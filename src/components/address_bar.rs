use ratatui::{
    buffer::Buffer,
    layout::Rect,
    style::{Modifier, Style},
    text::{Line, Span},
    widgets::{Block, Borders, Widget},
};

use crate::folder::address::{AddressBar, AddressMode};
use crate::folder::input::TextInput;
use crate::theme::ThemeColors;

const SEPARATOR: &str = " › ";

/// Screen columns `[start, end)` of each crumb label when drawn from `x`.
///
/// The widget and mouse hit-testing both use this so clicks land on the
/// crumb that was drawn there.
pub fn crumb_spans(crumbs: &[(String, String)], x: u16) -> Vec<(u16, u16)> {
    let sep = SEPARATOR.chars().count() as u16;
    let mut spans = Vec::with_capacity(crumbs.len());
    let mut start = x;
    for (i, (label, _)) in crumbs.iter().enumerate() {
        if i > 0 {
            start = start.saturating_add(sep);
        }
        let end = start.saturating_add(label.chars().count() as u16);
        spans.push((start, end));
        start = end;
    }
    spans
}

/// Breadcrumbs, or the path/search input while editing.
pub struct AddressBarWidget<'a> {
    bar: &'a AddressBar,
    crumbs: &'a [(String, String)],
    theme: &'a ThemeColors,
    loading: bool,
    typing: bool,
}

impl<'a> AddressBarWidget<'a> {
    pub fn new(bar: &'a AddressBar, crumbs: &'a [(String, String)], theme: &'a ThemeColors) -> Self {
        Self {
            bar,
            crumbs,
            theme,
            loading: false,
            typing: false,
        }
    }

    pub fn loading(mut self, loading: bool) -> Self {
        self.loading = loading;
        self
    }

    /// Draw a cursor in the input (keys go to it).
    pub fn typing(mut self, typing: bool) -> Self {
        self.typing = typing;
        self
    }

    fn crumb_line(&self) -> Line<'a> {
        let mut spans = Vec::new();
        let last = self.crumbs.len().saturating_sub(1);
        for (i, (label, _)) in self.crumbs.iter().enumerate() {
            if i > 0 {
                spans.push(Span::styled(SEPARATOR, Style::default().fg(self.theme.dim_fg)));
            }
            let mut style = Style::default().fg(self.theme.crumb_fg);
            if i == last {
                style = style.add_modifier(Modifier::BOLD);
            } else {
                style = style.add_modifier(Modifier::UNDERLINED);
            }
            spans.push(Span::styled(label.clone(), style));
        }
        Line::from(spans)
    }

    fn input_line(&self, prefix: &'static str, input: &'a TextInput, width: usize) -> Line<'a> {
        let text_style = Style::default().fg(self.theme.item_fg);
        let mut spans = vec![Span::styled(
            prefix,
            Style::default()
                .fg(self.theme.accent_fg)
                .add_modifier(Modifier::BOLD),
        )];
        if !self.typing {
            spans.push(Span::styled(input.value.as_str(), text_style));
            return Line::from(spans);
        }

        let (before, at, after) = input.split();
        // Keep the cursor in view by dropping characters from the left.
        let room = width.saturating_sub(prefix.chars().count() + 1);
        let before_len = before.chars().count();
        let before = if before_len > room {
            let skip = before_len - room;
            match before.char_indices().nth(skip) {
                Some((offset, _)) => &before[offset..],
                None => before,
            }
        } else {
            before
        };
        let at = if at.is_empty() { " " } else { at };
        spans.push(Span::styled(before, text_style));
        spans.push(Span::styled(
            at,
            Style::default()
                .bg(self.theme.item_fg)
                .fg(self.theme.address_bg),
        ));
        spans.push(Span::styled(after, text_style));
        Line::from(spans)
    }
}

impl Widget for AddressBarWidget<'_> {
    fn render(self, area: Rect, buf: &mut Buffer) {
        let border = if self.bar.is_editing() {
            self.theme.border_focused_fg
        } else {
            self.theme.border_fg
        };
        let mut block = Block::default()
            .borders(Borders::ALL)
            .border_style(Style::default().fg(border))
            .style(Style::default().bg(self.theme.address_bg));
        if self.loading {
            block = block.title_bottom(Line::from(" loading… ").right_aligned());
        }
        let inner = block.inner(area);
        block.render(area, buf);
        if inner.width == 0 || inner.height == 0 {
            return;
        }

        let width = inner.width as usize;
        let line = match &self.bar.mode {
            AddressMode::Breadcrumbs => self.crumb_line(),
            AddressMode::Editing(input) => self.input_line("", input, width),
            AddressMode::Search(input) => self.input_line("Search: ", input, width),
        };
        buf.set_line(inner.x, inner.y, &line, inner.width);
    }
}
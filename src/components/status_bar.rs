use ratatui::{
    buffer::Buffer,
    layout::Rect,
    style::{Modifier, Style},
    text::{Line, Span},
    widgets::Widget,
};

use crate::app::ToastKind;
use crate::components::grid::truncate;
use crate::theme::ThemeColors;

const DEFAULT_HINTS: &str = " ?:help  Tab:menu  n:new  r:ren  d:del ";

/// Bottom line: current path, view info, toast and key hints.
pub struct StatusBarWidget<'a> {
    path_str: &'a str,
    info: &'a str,
    theme: &'a ThemeColors,
    toast: Option<(&'a str, ToastKind)>,
    selection: usize,
    hints: &'a str,
}

impl<'a> StatusBarWidget<'a> {
    pub fn new(path_str: &'a str, info: &'a str, theme: &'a ThemeColors) -> Self {
        Self {
            path_str,
            info,
            theme,
            toast: None,
            selection: 0,
            hints: DEFAULT_HINTS,
        }
    }

    pub fn toast(mut self, message: &'a str, kind: ToastKind) -> Self {
        self.toast = Some((message, kind));
        self
    }

    pub fn selection(mut self, count: usize) -> Self {
        self.selection = count;
        self
    }

    pub fn hints(mut self, hints: &'a str) -> Self {
        self.hints = hints;
        self
    }
}

impl Widget for StatusBarWidget<'_> {
    fn render(self, area: Rect, buf: &mut Buffer) {
        if area.height == 0 || area.width == 0 {
            return;
        }
        let width = area.width as usize;
        buf.set_style(area, Style::default().bg(self.theme.status_bg));

        if let Some((msg, kind)) = self.toast {
            let style = match kind {
                ToastKind::Error => Style::default()
                    .bg(self.theme.error_fg)
                    .fg(self.theme.status_bg)
                    .add_modifier(Modifier::BOLD),
                ToastKind::Success => Style::default().fg(self.theme.success_fg),
                ToastKind::Info => Style::default().fg(self.theme.info_fg),
            };
            let display = format!("{:<width$}", truncate(msg, width), width = width);
            buf.set_line(area.x, area.y, &Line::from(Span::styled(display, style)), area.width);
            return;
        }

        // [path]  [selection] [info]      [hints]
        let hints_len = self.hints.chars().count();
        let hints = if hints_len * 2 > width { "" } else { self.hints };
        let remaining = width.saturating_sub(hints.chars().count());

        let selection = if self.selection > 0 {
            format!(" {} selected ", self.selection)
        } else {
            String::new()
        };
        let info = format!("{} ", self.info);
        let right_len = selection.chars().count() + info.chars().count();
        let path_budget = remaining.saturating_sub(right_len + 1);

        let path_len = self.path_str.chars().count();
        let path_display = if path_len > path_budget {
            if path_budget > 3 {
                // Keep the tail: the deepest folder is the useful part.
                let tail: String = self
                    .path_str
                    .chars()
                    .skip(path_len - (path_budget - 3))
                    .collect();
                format!("...{}", tail)
            } else {
                String::new()
            }
        } else {
            self.path_str.to_string()
        };

        let gap = remaining
            .saturating_sub(path_display.chars().count())
            .saturating_sub(right_len);

        let mut spans = vec![
            Span::styled(
                format!(" {}", path_display),
                Style::default().fg(self.theme.status_fg),
            ),
            Span::raw(" ".repeat(gap.saturating_sub(1))),
        ];
        if !selection.is_empty() {
            spans.push(Span::styled(
                selection,
                Style::default()
                    .fg(self.theme.accent_fg)
                    .add_modifier(Modifier::BOLD),
            ));
        }
        spans.push(Span::styled(info, Style::default().fg(self.theme.info_fg)));
        spans.push(Span::styled(
            hints,
            Style::default()
                .fg(self.theme.dim_fg)
                .add_modifier(Modifier::DIM),
        ));

        buf.set_line(area.x, area.y, &Line::from(spans), area.width);
    }
}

__The task__
Retype each entry without altering a single word.

__Expected answer__
filename src/components/address_bar.rs
use ratatui::{
    buffer::Buffer,
    layout::Rect,
    style::{Modifier, Style},
    text::{Line, Span},
    widgets::{Block, Borders, Widget},
};

use crate::folder::address::{AddressBar, AddressMode};
use crate::folder::input::TextInput;
use crate::theme::ThemeColors;

const SEPARATOR: &str = " › ";

/// Screen columns `[start, end)` of each crumb label when drawn from `x`.
///
/// The widget and mouse hit-testing both use this so clicks land on the
/// crumb that was drawn there.
pub fn crumb_spans(crumbs: &[(String, String)], x: u16) -> Vec<(u16, u16)> {
    let sep = SEPARATOR.chars().count() as u16;
    let mut spans = Vec::with_capacity(crumbs.len());
    let mut start = x;
    for (i, (label, _)) in crumbs.iter().enumerate() {
        if i > 0 {
            start = start.saturating_add(sep);
        }
        let end = start.saturating_add(label.chars().count() as u16);
        spans.push((start, end));
        start = end;
    }
    spans
}

/// Breadcrumbs, or the path/search input while editing.
pub struct AddressBarWidget<'a> {
    bar: &'a AddressBar,
    crumbs: &'a [(String, String)],
    theme: &'a ThemeColors,
    loading: bool,
    typing: bool,
}

impl<'a> AddressBarWidget<'a> {
    pub fn new(bar: &'a AddressBar, crumbs: &'a [(String, String)], theme: &'a ThemeColors) -> Self {
        Self {
            bar,
            crumbs,
            theme,
            loading: false,
            typing: false,
        }
    }

    pub fn loading(mut self, loading: bool) -> Self {
        self.loading = loading;
        self
    }

    /// Draw a cursor in the input (keys go to it).
    pub fn typing(mut self, typing: bool) -> Self {
        self.typing = typing;
        self
    }

    fn crumb_line(&self) -> Line<'a> {
        let mut spans = Vec::new();
        let last = self.crumbs.len().saturating_sub(1);
        for (i, (label, _)) in self.crumbs.iter().enumerate() {
            if i > 0 {
                spans.push(Span::styled(SEPARATOR, Style::default().fg(self.theme.dim_fg)));
            }
            let mut style = Style::default().fg(self.theme.crumb_fg);
            if i == last {
                style = style.add_modifier(Modifier::BOLD);
            } else {
                style = style.add_modifier(Modifier::UNDERLINED);
            }
            spans.push(Span::styled(label.clone(), style));
        }
        Line::from(spans)
    }

    fn input_line(&self, prefix: &'static str, input: &'a TextInput, width: usize) -> Line<'a> {
        let text_style = Style::default().fg(self.theme.item_fg);
        let mut spans = vec![Span::styled(
            prefix,
            Style::default()
                .fg(self.theme.accent_fg)
                .add_modifier(Modifier::BOLD),
        )];
        if !self.typing {
            spans.push(Span::styled(input.value.as_str(), text_style));
            return Line::from(spans);
        }

        let (before, at, after) = input.split();
        // Keep the cursor in view by dropping characters from the left.
        let room = width.saturating_sub(prefix.chars().count() + 1);
        let before_len = before.chars().count();
        let before = if before_len > room {
            let skip = before_len - room;
            match before.char_indices().nth(skip) {
                Some((offset, _)) => &before[offset..],
                None => before,
            }
        } else {
            before
        };
        let at = if at.is_empty() { " " } else { at };
        spans.push(Span::styled(before, text_style));
        spans.push(Span::styled(
            at,
            Style::default()
                .bg(self.theme.item_fg)
                .fg(self.theme.address_bg),
        ));
        spans.push(Span::styled(after, text_style));
        Line::from(spans)
    }
}

impl Widget for AddressBarWidget<'_> {
    fn render(self, area: Rect, buf: &mut Buffer) {
        let border = if self.bar.is_editing() {
            self.theme.border_focused_fg
        } else {
            self.theme.border_fg
        };
        let mut block = Block::default()
            .borders(Borders::ALL)
            .border_style(Style::default().fg(border))
            .style(Style::default().bg(self.theme.address_bg));
        if self.loading {
            block = block.title_bottom(Line::from(" loading… ").right_aligned());
        }
        let inner = block.inner(area);
        block.render(area, buf);
        if inner.width == 0 || inner.height == 0 {
            return;
        }

        let width = inner.width as usize;
        let line = match &self.bar.mode {
            AddressMode::Breadcrumbs => self.crumb_line(),
            AddressMode::Editing(input) => self.input_line("", input, width),
            AddressMode::Search(input) => self.input_line("Search: ", input, width),
        };
        buf.set_line(inner.x, inner.y, &line, inner.width);
    }
}
filename src/components/status_bar.rs
use ratatui::{
    buffer::Buffer,
    layout::Rect,
    style::{Modifier, Style},
    text::{Line, Span},
    widgets::Widget,
};

use crate::app::ToastKind;
use crate::components::grid::truncate;
use crate::theme::ThemeColors;

const DEFAULT_HINTS: &str = " ?:help  Tab:menu  n:new  r:ren  d:del ";

/// Bottom line: current path, view info, toast and key hints.
pub struct StatusBarWidget<'a> {
    path_str: &'a str,
    info: &'a str,
    theme: &'a ThemeColors,
    toast: Option<(&'a str, ToastKind)>,
    selection: usize,
    hints: &'a str,
}

impl<'a> StatusBarWidget<'a> {
    pub fn new(path_str: &'a str, info: &'a str, theme: &'a ThemeColors) -> Self {
        Self {
            path_str,
            info,
            theme,
            toast: None,
            selection: 0,
            hints: DEFAULT_HINTS,
        }
    }

    pub fn toast(mut self, message: &'a str, kind: ToastKind) -> Self {
        self.toast = Some((message, kind));
        self
    }

    pub fn selection(mut self, count: usize) -> Self {
        self.selection = count;
        self
    }

    pub fn hints(mut self, hints: &'a str) -> Self {
        self.hints = hints;
        self
    }
}

impl Widget for StatusBarWidget<'_> {
    fn render(self, area: Rect, buf: &mut Buffer) {
        if area.height == 0 || area.width == 0 {
            return;
        }
        let width = area.width as usize;
        buf.set_style(area, Style::default().bg(self.theme.status_bg));

        if let Some((msg, kind)) = self.toast {
            let style = match kind {
                ToastKind::Error => Style::default()
                    .bg(self.theme.error_fg)
                    .fg(self.theme.status_bg)
                    .add_modifier(Modifier::BOLD),
                ToastKind::Success => Style::default().fg(self.theme.success_fg),
                ToastKind::Info => Style::default().fg(self.theme.info_fg),
            };
            let display = format!("{:<width$}", truncate(msg, width), width = width);
            buf.set_line(area.x, area.y, &Line::from(Span::styled(display, style)), area.width);
            return;
        }

        // [path]  [selection] [info]      [hints]
        let hints_len = self.hints.chars().count();
        let hints = if hints_len * 2 > width { "" } else { self.hints };
        let remaining = width.saturating_sub(hints.chars().count());

        let selection = if self.selection > 0 {
            format!(" {} selected ", self.selection)
        } else {
            String::new()
        };
        let info = format!("{} ", self.info);
        let right_len = selection.chars().count() + info.chars().count();
        let path_budget = remaining.saturating_sub(right_len + 1);

        let path_len = self.path_str.chars().count();
        let path_display = if path_len > path_budget {
            if path_budget > 3 {
                // Keep the tail: the deepest folder is the useful part.
                let tail: String = self
                    .path_str
                    .chars()
                    .skip(path_len - (path_budget - 3))
                    .collect();
                format!("...{}", tail)
            } else {
                String::new()
            }
        } else {
            self.path_str.to_string()
        };

        let gap = remaining
            .saturating_sub(path_display.chars().count())
            .saturating_sub(right_len);

        let mut spans = vec![
            Span::styled(
                format!(" {}", path_display),
                Style::default().fg(self.theme.status_fg),
            ),
            Span::raw(" ".repeat(gap.saturating_sub(1))),
        ];
        if !selection.is_empty() {
            spans.push(Span::styled(
                selection,
                Style::default()
                    .fg(self.theme.accent_fg)
                    .add_modifier(Modifier::BOLD),
            ));
        }
        spans.push(Span::styled(info, Style::default().fg(self.theme.info_fg)));
        spans.push(Span::styled(
            hints,
            Style::default()
                .fg(self.theme.dim_fg)
                .add_modifier(Modifier::DIM),
        ));

        buf.set_line(area.x, area.y, &Line::from(spans), area.width);
    }
}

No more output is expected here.